Studio album by Jon & Valerie Guerra
- Released: November 13, 2015
- Genre: Christmas, Folk
- Length: 36:59
- Label: Descendant

Jon & Valerie Guerra chronology
| Little Songs (2015) | It's Almost Christmas (2015) |  |

= It's Almost Christmas (Jon & Valerie Guerra album) =

It's Almost Christmas is the first Christmas album by the husband and wife duo, Jon & Valerie Guerra. Descendant Records (Sony) released the album on November 13, 2015.

==Critical reception==

In December 2015 (and again in December 2016), Jon & Valerie Guerra opened for Amy Grant and Vince Gill's "Christmas at the Ryman" concerts at the venerable Ryman Auditorium in Nashville, TN.

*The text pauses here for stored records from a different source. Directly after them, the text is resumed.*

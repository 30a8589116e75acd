//! Configuration persistence for the `hlt` runner.
//!
//! Settings are resolved with the following priority:
//! 1. CLI arguments (highest priority)
//! 2. Config file (~/.config/hlt/config.toml, or `--config <path>`)
//! 3. Default values (lowest priority)

use std::fs;
use std::path::{Path, PathBuf};

use serde::{Deserialize, Serialize};

pub const DEFAULT_FRAMES: usize = 6;
pub const DEFAULT_IMAGE_SIZE: usize = 112;
pub const DEFAULT_BATCH: usize = 1;
pub const DEFAULT_COND_SCALE: f64 = 1.0;
pub const DEFAULT_LOG_LEVEL: &str = "info";
pub const DEFAULT_DTYPE: &str = "f32";

/// Persistent runner configuration stored in TOML format.
#[derive(Debug, Clone, Default, PartialEq, Serialize, Deserialize)]
pub struct CliConfig {
    /// JSON file holding an `HltConfig`. The built-in small model when unset.
    #[serde(skip_serializing_if = "Option::is_none")]
    pub model_config: Option<String>,

    /// `tokenizer.json` for raw instructions. A vocabulary is built from the
    /// instruction words when unset.
    #[serde(skip_serializing_if = "Option::is_none")]
    pub tokenizer: Option<String>,

    /// Frames per video.
    #[serde(skip_serializing_if = "Option::is_none")]
    pub frames: Option<usize>,

    #[serde(skip_serializing_if = "Option::is_none")]
    pub height: Option<usize>,

    #[serde(skip_serializing_if = "Option::is_none")]
    pub width: Option<usize>,

    /// Videos per batch when no instructions are given.
    #[serde(skip_serializing_if = "Option::is_none")]
    pub batch: Option<usize>,

    /// Classifier-free guidance scale; 1.0 runs a single conditioned pass.
    #[serde(skip_serializing_if = "Option::is_none")]
    pub cond_scale: Option<f64>,

    /// Weight data type (f32, f16, bf16).
    #[serde(skip_serializing_if = "Option::is_none")]
    pub dtype: Option<String>,

    /// Log level (trace, debug, info, warn, error).
    #[serde(skip_serializing_if = "Option::is_none")]
    pub log_level: Option<String>,
}

/// Fully resolved settings for one `hlt run`.
#[derive(Debug, Clone, PartialEq)]
pub struct RunSettings {
    pub model_config: Option<PathBuf>,
    pub tokenizer: Option<PathBuf>,
    pub frames: usize,
    pub height: usize,
    pub width: usize,
    pub batch: usize,
    pub cond_scale: f64,
    pub dtype: String,
    pub log_level: String,
}

impl CliConfig {
    /// Get the default config file path.
    pub fn default_path() -> Option<PathBuf> {
        dirs::config_dir().map(|p| p.join("hlt").join("config.toml"))
    }

    /// Load configuration from the default path; missing or broken files yield defaults.
    pub fn load() -> Self {
        Self::default_path()
            .and_then(|path| Self::load_from(&path).ok())
            .unwrap_or_default()
    }

    pub fn load_from(path: &Path) -> Result<Self, ConfigError> {
        let content = fs::read_to_string(path).map_err(ConfigError::Io)?;
        toml::from_str(&content).map_err(ConfigError::Parse)
    }

    /// Save configuration to the default path.
    pub fn save(&self) -> Result<PathBuf, ConfigError> {
        let path = Self::default_path().ok_or(ConfigError::NoConfigDir)?;
        self.save_to(&path)?;
        Ok(path)
    }

    pub fn save_to(&self, path: &Path) -> Result<(), ConfigError> {
        if let Some(parent) = path.parent() {
            fs::create_dir_all(parent).map_err(ConfigError::Io)?;
        }

        let content = self.to_toml()?;
        fs::write(path, content).map_err(ConfigError::Io)?;
        Ok(())
    }

    pub fn to_toml(&self) -> Result<String, ConfigError> {
        toml::to_string_pretty(self).map_err(ConfigError::Serialize)
    }

    /// Merge with another config, preferring values from `other`.
    pub fn merge(&mut self, other: &CliConfig) {
        if other.model_config.is_some() {
            self.model_config = other.model_config.clone();
        }
        if other.tokenizer.is_some() {
            self.tokenizer = other.tokenizer.clone();
        }
        if other.frames.is_some() {
            self.frames = other.frames;
        }
        if other.height.is_some() {
            self.height = other.height;
        }
        if other.width.is_some() {
            self.width = other.width;
        }
        if other.batch.is_some() {
            self.batch = other.batch;
        }
        if other.cond_scale.is_some() {
            self.cond_scale = other.cond_scale;
        }
        if other.dtype.is_some() {
            self.dtype = other.dtype.clone();
        }
        if other.log_level.is_some() {
            self.log_level = other.log_level.clone();
        }
    }

    /// Fill unset fields with defaults.
    pub fn resolve(&self) -> RunSettings {
        RunSettings {
            model_config: self.model_config.as_ref().map(PathBuf::from),
            tokenizer: self.tokenizer.as_ref().map(PathBuf::from),
            frames: self.frames.unwrap_or(DEFAULT_FRAMES),
            height: self.height.unwrap_or(DEFAULT_IMAGE_SIZE),
            width: self.width.unwrap_or(DEFAULT_IMAGE_SIZE),
            batch: self.batch.unwrap_or(DEFAULT_BATCH),
            cond_scale: self.cond_scale.unwrap_or(DEFAULT_COND_SCALE),
            dtype: self
                .dtype
                .clone()
                .unwrap_or_else(|| DEFAULT_DTYPE.to_string()),
            log_level: self
                .log_level
                .clone()
                .unwrap_or_else(|| DEFAULT_LOG_LEVEL.to_string()),
        }
    }
}

/// Configuration errors.
#[derive(Debug)]
pub enum ConfigError {
    /// IO error reading/writing config file.
    Io(std::io::Error),
    /// Error parsing TOML.
    Parse(toml::de::Error),
    /// Error serializing to TOML.
    Serialize(toml::ser::Error),
    /// No config directory available.
    NoConfigDir,
}

impl std::fmt::Display for ConfigError {
    fn fmt(&self, f: &mut std::fmt::Formatter<'_>) -> std::fmt::Result {
        match self {
            ConfigError::Io(e) => write!(f, "IO error: {}", e),
            ConfigError::Parse(e) => write!(f, "Parse error: {}", e),
            ConfigError::Serialize(e) => write!(f, "Serialize error: {}", e),
            ConfigError::NoConfigDir => write!(f, "No config directory available"),
        }
    }
}

impl std::error::Error for ConfigError {}
//! Model stack: MaxViT backbone, token learner, temporal transformer and the
//! text-conditioned HLTransformer / HLT compositions.

mod error;
mod hl_transformer;
mod hlt;
mod max_vit;
mod mbconv;
mod state_policy;
mod token_learner;
mod transformer;

pub use error::ModelError;
pub use hl_transformer::HLTransformer;
pub use hlt::HLT;
pub use max_vit::MaxViT;
pub use mbconv::{MbConv, SqueezeExcitation};
pub use state_policy::StatePolicy;
pub use token_learner::TokenLearner;
pub use transformer::Transformer;
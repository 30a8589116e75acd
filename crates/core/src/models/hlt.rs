use candle_core::Tensor;
use candle_nn::VarBuilder;

use super::error::ModelError;
use super::hl_transformer::HLTransformer;
use super::max_vit::MaxViT;
use crate::conditioning::{ClassifierFreeGuidance, TextEncoder, TextInput};
use crate::config::HltConfig;

/// MaxViT backbone and HLTransformer built from one flat [`HltConfig`].
#[derive(Debug)]
pub struct HLT {
    hl_transformer: HLTransformer,
    cfg: HltConfig,
}

impl HLT {
    pub fn from_config(cfg: &HltConfig, vb: VarBuilder) -> Result<Self, ModelError> {
        cfg.validate()?;
        let vit = MaxViT::new(&cfg.max_vit_config(), vb.pp("vit"))?;
        let hl_transformer =
            HLTransformer::new(vit, &cfg.hl_transformer_config(), vb.pp("hl_transformer"))?;
        Ok(Self {
            hl_transformer,
            cfg: cfg.clone(),
        })
    }

    pub fn with_text_encoder(
        mut self,
        encoder: Box<dyn TextEncoder>,
    ) -> Result<Self, ModelError> {
        self.hl_transformer = self.hl_transformer.with_text_encoder(encoder)?;
        Ok(self)
    }

    pub fn config(&self) -> &HltConfig {
        &self.cfg
    }

    pub fn hl_transformer(&self) -> &HLTransformer {
        &self.hl_transformer
    }

    /// `video (b, c, f, h, w)` with instruction embeddings `(b, tokens, text_embed_dim)`.
    pub fn forward(
        &self,
        video: &Tensor,
        instructions: &Tensor,
        train: bool,
    ) -> Result<Tensor, ModelError> {
        self.hl_transformer
            .forward(video, None, Some(instructions), None, train)
    }

    /// Raw-text entry point; needs a text encoder attached.
    pub fn forward_texts(
        &self,
        video: &Tensor,
        texts: &[&str],
        train: bool,
    ) -> Result<Tensor, ModelError> {
        self.hl_transformer
            .forward(video, Some(texts), None, None, train)
    }
}

impl ClassifierFreeGuidance for HLT {
    fn forward_cond(
        &self,
        video: &Tensor,
        text: TextInput<'_>,
        cond_drop_prob: f64,
    ) -> Result<Tensor, ModelError> {
        self.hl_transformer.forward_cond(video, text, cond_drop_prob)
    }
}

#[cfg(test)]
mod tests {
    use super::*;
    use crate::config::ConfigError;
    use crate::testing::{tiny_hlt_config, varmap_builder, MockTextEncoder};
    use candle_core::{DType, Device};

    #[test]
    fn embeddings_entry_point() {
        let device = Device::Cpu;
        let cfg = tiny_hlt_config();
        let model = HLT::from_config(&cfg, VarBuilder::zeros(DType::F32, &device)).unwrap();
        let video = Tensor::randn(0f32, 1.0, (1, 3, 2, 16, 16), &device).unwrap();
        let instructions =
            Tensor::randn(0f32, 1.0, (1, 3, cfg.text_embed_dim), &device).unwrap();
        let out = model.forward(&video, &instructions, false).unwrap();
        assert_eq!(out.dims(), &[1, 2, cfg.num_actions, cfg.action_bins]);
    }

    #[test]
    fn text_entry_point_uses_the_encoder() {
        let device = Device::Cpu;
        let cfg = tiny_hlt_config();
        let (_varmap, vb) = varmap_builder(&device);
        let video = Tensor::randn(0f32, 1.0, (2, 3, 2, 16, 16), &device).unwrap();
        let texts = ["open the drawer", "push the red block left"];

        let bare = HLT::from_config(&cfg, vb.clone()).unwrap();
        assert!(bare.forward_texts(&video, &texts, false).is_err());

        let model = HLT::from_config(&cfg, vb)
            .unwrap()
            .with_text_encoder(Box::new(MockTextEncoder::new(cfg.text_embed_dim)))
            .unwrap();
        let out = model.forward_texts(&video, &texts, false).unwrap();
        assert_eq!(out.dims(), &[2, 2, cfg.num_actions, cfg.action_bins]);
    }

    #[test]
    fn encoder_width_must_match() {
        let device = Device::Cpu;
        let cfg = tiny_hlt_config();
        let model = HLT::from_config(&cfg, VarBuilder::zeros(DType::F32, &device)).unwrap();
        let wrong = MockTextEncoder::new(cfg.text_embed_dim + 2);
        assert!(model.with_text_encoder(Box::new(wrong)).is_err());
    }

    #[test]
    fn invalid_config_is_reported() {
        let cfg = HltConfig {
            dim: 10,
            dim_head: 4,
            ..tiny_hlt_config()
        };
        let vb = VarBuilder::zeros(DType::F32, &Device::Cpu);
        let err = HLT::from_config(&cfg, vb).unwrap_err();
        assert!(matches!(
            err,
            ModelError::InvalidConfig(ConfigError::HeadDimMismatch { dim: 10, .. })
        ));
    }
}
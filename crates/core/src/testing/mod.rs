//! Shared test utilities for hlt-core.
//!
//! Tiny configurations that build in milliseconds on CPU, a deterministic
//! text encoder and a VarMap-backed builder for numeric tests.

mod mock_text_encoder;
mod tiny_config;

pub use mock_text_encoder::MockTextEncoder;
pub use tiny_config::{tiny_hl_transformer_config, tiny_hlt_config, tiny_max_vit_config};

use candle_core::{DType, Device};
use candle_nn::{VarBuilder, VarMap};

/// Randomly initialized F32 weights; keep the `VarMap` to inspect or overwrite them.
pub fn varmap_builder(device: &Device) -> (VarMap, VarBuilder<'static>) {
    let varmap = VarMap::new();
    let vb = VarBuilder::from_varmap(&varmap, DType::F32, device);
    (varmap, vb)
}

Awarding the album four stars from New Release Today, Phronsie Howell states, "Jon & Valerie did a bang-up job bringing the Christmas spirit to listeners." Of the track "Beginning to Feel like Christmas," Elmore Magazine states, "Jon and Valerie's new song is likely to find its way into your Christmas tradition." Bersain Beristain, rating the album two stars at Jesus Freak Hideout, writes, "It's Almost Christmas might have more in common with...generic holiday selections". Giving the album a nine out of ten stars for Jesus Wired, Rebekah Joy says, "Both Jon and Valerie carry such powerful, and beautiful voices, that blend together so well."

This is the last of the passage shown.